### EXTRACTED INFORMATION
_ _ _ _ _ _ _
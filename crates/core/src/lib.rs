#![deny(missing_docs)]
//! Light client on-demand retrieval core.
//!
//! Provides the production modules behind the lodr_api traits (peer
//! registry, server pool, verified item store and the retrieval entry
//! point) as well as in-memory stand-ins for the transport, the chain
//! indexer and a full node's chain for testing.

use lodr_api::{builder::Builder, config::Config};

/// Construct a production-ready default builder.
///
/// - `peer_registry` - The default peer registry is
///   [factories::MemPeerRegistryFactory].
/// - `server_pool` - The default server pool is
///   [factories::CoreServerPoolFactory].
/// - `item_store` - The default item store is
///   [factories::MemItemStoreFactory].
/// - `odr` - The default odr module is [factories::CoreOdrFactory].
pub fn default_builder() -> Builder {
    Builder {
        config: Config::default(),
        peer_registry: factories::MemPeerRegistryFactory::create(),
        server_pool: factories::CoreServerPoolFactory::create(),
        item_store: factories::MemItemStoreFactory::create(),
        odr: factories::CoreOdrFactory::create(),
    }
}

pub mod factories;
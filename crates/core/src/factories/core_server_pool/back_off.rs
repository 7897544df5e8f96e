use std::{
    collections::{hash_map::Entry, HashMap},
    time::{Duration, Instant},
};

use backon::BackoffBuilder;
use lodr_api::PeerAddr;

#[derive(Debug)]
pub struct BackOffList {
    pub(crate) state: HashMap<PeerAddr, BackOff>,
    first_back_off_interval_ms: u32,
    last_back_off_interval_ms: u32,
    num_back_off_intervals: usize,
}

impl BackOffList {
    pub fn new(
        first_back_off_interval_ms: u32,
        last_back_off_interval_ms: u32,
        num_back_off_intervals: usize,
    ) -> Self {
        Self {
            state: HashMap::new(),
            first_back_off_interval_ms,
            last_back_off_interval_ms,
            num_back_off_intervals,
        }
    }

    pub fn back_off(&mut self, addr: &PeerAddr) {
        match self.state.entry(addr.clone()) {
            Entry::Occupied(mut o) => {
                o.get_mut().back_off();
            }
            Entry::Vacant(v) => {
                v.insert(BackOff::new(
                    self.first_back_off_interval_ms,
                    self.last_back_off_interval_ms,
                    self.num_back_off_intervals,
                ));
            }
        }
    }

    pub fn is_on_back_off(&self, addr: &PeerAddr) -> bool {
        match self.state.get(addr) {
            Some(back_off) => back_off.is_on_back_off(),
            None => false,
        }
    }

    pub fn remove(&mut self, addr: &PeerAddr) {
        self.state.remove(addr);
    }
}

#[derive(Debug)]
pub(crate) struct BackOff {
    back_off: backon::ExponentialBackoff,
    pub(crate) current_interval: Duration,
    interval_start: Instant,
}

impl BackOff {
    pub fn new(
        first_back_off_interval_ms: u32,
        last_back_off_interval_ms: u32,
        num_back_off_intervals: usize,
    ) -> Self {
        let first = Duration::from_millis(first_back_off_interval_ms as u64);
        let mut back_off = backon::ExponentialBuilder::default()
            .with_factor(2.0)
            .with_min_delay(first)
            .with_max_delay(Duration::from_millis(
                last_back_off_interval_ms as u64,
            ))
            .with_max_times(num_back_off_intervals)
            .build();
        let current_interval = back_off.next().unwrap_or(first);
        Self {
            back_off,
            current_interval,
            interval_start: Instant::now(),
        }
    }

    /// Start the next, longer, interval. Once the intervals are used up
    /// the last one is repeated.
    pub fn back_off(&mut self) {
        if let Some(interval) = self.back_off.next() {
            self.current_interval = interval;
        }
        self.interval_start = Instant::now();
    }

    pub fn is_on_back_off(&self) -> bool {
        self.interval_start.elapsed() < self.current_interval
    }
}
_ _ _ _ _ _ _
### ABOUT THIS EXERCISE
Would you please write out the entries again exactly?

### EXERCISE RESPONSE
filename crates/core/src/lib.rs
#![deny(missing_docs)]
//! Light client on-demand retrieval core.
//!
//! Provides the production modules behind the lodr_api traits (peer
//! registry, server pool, verified item store and the retrieval entry
//! point) as well as in-memory stand-ins for the transport, the chain
//! indexer and a full node's chain for testing.

use lodr_api::{builder::Builder, config::Config};

/// Construct a production-ready default builder.
///
/// - `peer_registry` - The default peer registry is
///   [factories::MemPeerRegistryFactory].
/// - `server_pool` - The default server pool is
///   [factories::CoreServerPoolFactory].
/// - `item_store` - The default item store is
///   [factories::MemItemStoreFactory].
/// - `odr` - The default odr module is [factories::CoreOdrFactory].
pub fn default_builder() -> Builder {
    Builder {
        config: Config::default(),
        peer_registry: factories::MemPeerRegistryFactory::create(),
        server_pool: factories::CoreServerPoolFactory::create(),
        item_store: factories::MemItemStoreFactory::create(),
        odr: factories::CoreOdrFactory::create(),
    }
}

pub mod factories;
filename crates/core/src/factories/core_server_pool/back_off.rs
repository 7897544df5e8f96e
use std::{
    collections::{hash_map::Entry, HashMap},
    time::{Duration, Instant},
};

use backon::BackoffBuilder;
use lodr_api::PeerAddr;

#[derive(Debug)]
pub struct BackOffList {
    pub(crate) state: HashMap<PeerAddr, BackOff>,
    first_back_off_interval_ms: u32,
    last_back_off_interval_ms: u32,
    num_back_off_intervals: usize,
}

impl BackOffList {
    pub fn new(
        first_back_off_interval_ms: u32,
        last_back_off_interval_ms: u32,
        num_back_off_intervals: usize,
    ) -> Self {
        Self {
            state: HashMap::new(),
            first_back_off_interval_ms,
            last_back_off_interval_ms,
            num_back_off_intervals,
        }
    }

    pub fn back_off(&mut self, addr: &PeerAddr) {
        match self.state.entry(addr.clone()) {
            Entry::Occupied(mut o) => {
                o.get_mut().back_off();
            }
            Entry::Vacant(v) => {
                v.insert(BackOff::new(
                    self.first_back_off_interval_ms,
                    self.last_back_off_interval_ms,
                    self.num_back_off_intervals,
                ));
            }
        }
    }

    pub fn is_on_back_off(&self, addr: &PeerAddr) -> bool {
        match self.state.get(addr) {
            Some(back_off) => back_off.is_on_back_off(),
            None => false,
        }
    }

    pub fn remove(&mut self, addr: &PeerAddr) {
        self.state.remove(addr);
    }
}

#[derive(Debug)]
pub(crate) struct BackOff {
    back_off: backon::ExponentialBackoff,
    pub(crate) current_interval: Duration,
    interval_start: Instant,
}

impl BackOff {
    pub fn new(
        first_back_off_interval_ms: u32,
        last_back_off_interval_ms: u32,
        num_back_off_intervals: usize,
    ) -> Self {
        let first = Duration::from_millis(first_back_off_interval_ms as u64);
        let mut back_off = backon::ExponentialBuilder::default()
            .with_factor(2.0)
            .with_min_delay(first)
            .with_max_delay(Duration::from_millis(
                last_back_off_interval_ms as u64,
            ))
            .with_max_times(num_back_off_intervals)
            .build();
        let current_interval = back_off.next().unwrap_or(first);
        Self {
            back_off,
            current_interval,
            interval_start: Instant::now(),
        }
    }

    /// Start the next, longer, interval. Once the intervals are used up
    /// the last one is repeated.
    pub fn back_off(&mut self) {
        if let Some(interval) = self.back_off.next() {
            self.current_interval = interval;
        }
        self.interval_start = Instant::now();
    }

    pub fn is_on_back_off(&self) -> bool {
        self.interval_start.elapsed() < self.current_interval
    }
}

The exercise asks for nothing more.